### MATERIAL SHOWN
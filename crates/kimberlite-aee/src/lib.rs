//! # kimberlite-aee: Anti-Entropy Exchange Engine
//!
//! Reconciles two logical replica groups ("blue" and "pink") of a
//! key-value dataset by comparing hashed summaries of their contents with
//! progressively finer granularity, down to the minimal set of keys whose
//! version clocks disagree.
//!
//! ## Architecture
//!
//! The engine is split the way [`kimberlite_vsr`]'s replica is: a pure
//! functional core plus a thin async shell.
//!
//! - [`exchange`]: the pure `ExchangeState` transition function — no IO,
//!   no suspension, tested directly as `(state, event) -> (state, actions)`.
//! - [`agent`]: the `tokio` actor shell that owns one exchange's reply
//!   channel and timers and carries out the actions the core emits.
//! - [`merge`]: the Merge & Compare Kernel (§4.4 of the protocol).
//! - [`selector`]: the ID Selector's intersect/narrow-to-window logic (§4.5).
//! - [`dispatcher`]: fans a phase request out to both colours' targets (§4.2).
//! - [`collector`]: per-colour reply accumulation and completion tracking (§4.3).
//! - [`capability`]: the trait boundary to the external hash-tree, clock,
//!   and transport collaborators this crate never implements itself.
//! - [`scheduler`]: the jittered inter-phase pause (§4.6).
//! - [`config`]: tunable timing/narrowing constants (§6).
//! - [`error`]: the small error taxonomy of contract violations (§7).
//!
//! ## Example
//!
//! ```ignore
//! use kimberlite_aee::{start, config::AeeConfig};
//!
//! let exchange_id = start(
//!     tree_ops, clock_ops, AeeConfig::default(),
//!     blue_targets, pink_targets,
//!     move |repair_set| { /* hand off to the repair action */ },
//!     move |terminal_phase| { /* record EX003 and move on */ },
//!     rand::thread_rng(),
//! )?;
//! ```

pub mod agent;
pub mod capability;
pub mod collector;
pub mod config;
pub mod dispatcher;
pub mod error;
pub mod exchange;
pub mod merge;
pub mod metrics;
pub mod scheduler;
pub mod selector;
pub mod types;

#[cfg(any(test, feature = "test-support"))]
pub mod test_support;

#[cfg(test)]
mod tests;

use std::sync::Arc;

use rand::Rng;
use tokio::sync::mpsc;
use tracing::info;

pub use agent::{ReplyAction, RepairAction};
pub use capability::{ClockOps, SendCapability, Target, TreeOps};
pub use config::AeeConfig;
pub use error::{AeeError, Result};
pub use exchange::ExchangeState;
pub use types::{BranchId, Colour, ExchangeId, Phase, SegmentId};

/// Validates the target lists, allocates an exchange id, and spawns the
/// exchange's driving task on the current `tokio` runtime.
///
/// Returns immediately with the new exchange's id; the exchange itself
/// runs to completion on its own task, invoking `reply_action` exactly
/// once at termination and `repair_action` at most once, at the
/// `ClockCompare` exit.
///
/// # Errors
///
/// Returns [`AeeError::EmptyTargets`] if either target list is empty,
/// without spawning anything.
#[allow(clippy::too_many_arguments)]
pub fn start<T, C, R>(
    tree: Arc<T>,
    clocks: Arc<C>,
    cfg: AeeConfig,
    blue_targets: Vec<Target<C>>,
    pink_targets: Vec<Target<C>>,
    repair_action: impl RepairAction<C>,
    reply_action: impl ReplyAction,
    rng: R,
) -> Result<ExchangeId>
where
    T: TreeOps + 'static,
    C: ClockOps + 'static,
    R: Rng + Send + 'static,
{
    if blue_targets.is_empty() || pink_targets.is_empty() {
        return Err(AeeError::EmptyTargets);
    }

    let id = types::next_exchange_id();
    let blue_expected = u32::try_from(blue_targets.len()).unwrap_or(u32::MAX);
    let pink_expected = u32::try_from(pink_targets.len()).unwrap_or(u32::MAX);

    info!(
        exchange_id = %id,
        code = "EX001",
        blue_targets = blue_expected,
        pink_targets = pink_expected,
        "exchange started"
    );

    let state = ExchangeState::new(id, blue_expected, pink_expected);
    let (tx, rx) = mpsc::unbounded_channel();

    tokio::spawn(agent::run(
        state,
        tree,
        clocks,
        cfg,
        blue_targets,
        pink_targets,
        tx,
        rx,
        Box::new(repair_action),
        Box::new(reply_action),
        rng,
    ));

    Ok(id)
}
######
TASK DIRECTIONS
Beginning of the records through the line with "the core emits.": return that span exactly and stop there.

WORKED SOLUTION
filename crates/kimberlite-aee/src/lib.rs
//! # kimberlite-aee: Anti-Entropy Exchange Engine
//!
//! Reconciles two logical replica groups ("blue" and "pink") of a
//! key-value dataset by comparing hashed summaries of their contents with
//! progressively finer granularity, down to the minimal set of keys whose
//! version clocks disagree.
//!
//! ## Architecture
//!
//! The engine is split the way [`kimberlite_vsr`]'s replica is: a pure
//! functional core plus a thin async shell.
//!
//! - [`exchange`]: the pure `ExchangeState` transition function — no IO,
//!   no suspension, tested directly as `(state, event) -> (state, actions)`.
//! - [`agent`]: the `tokio` actor shell that owns one exchange's reply
//!   channel and timers and carries out the actions the core emits.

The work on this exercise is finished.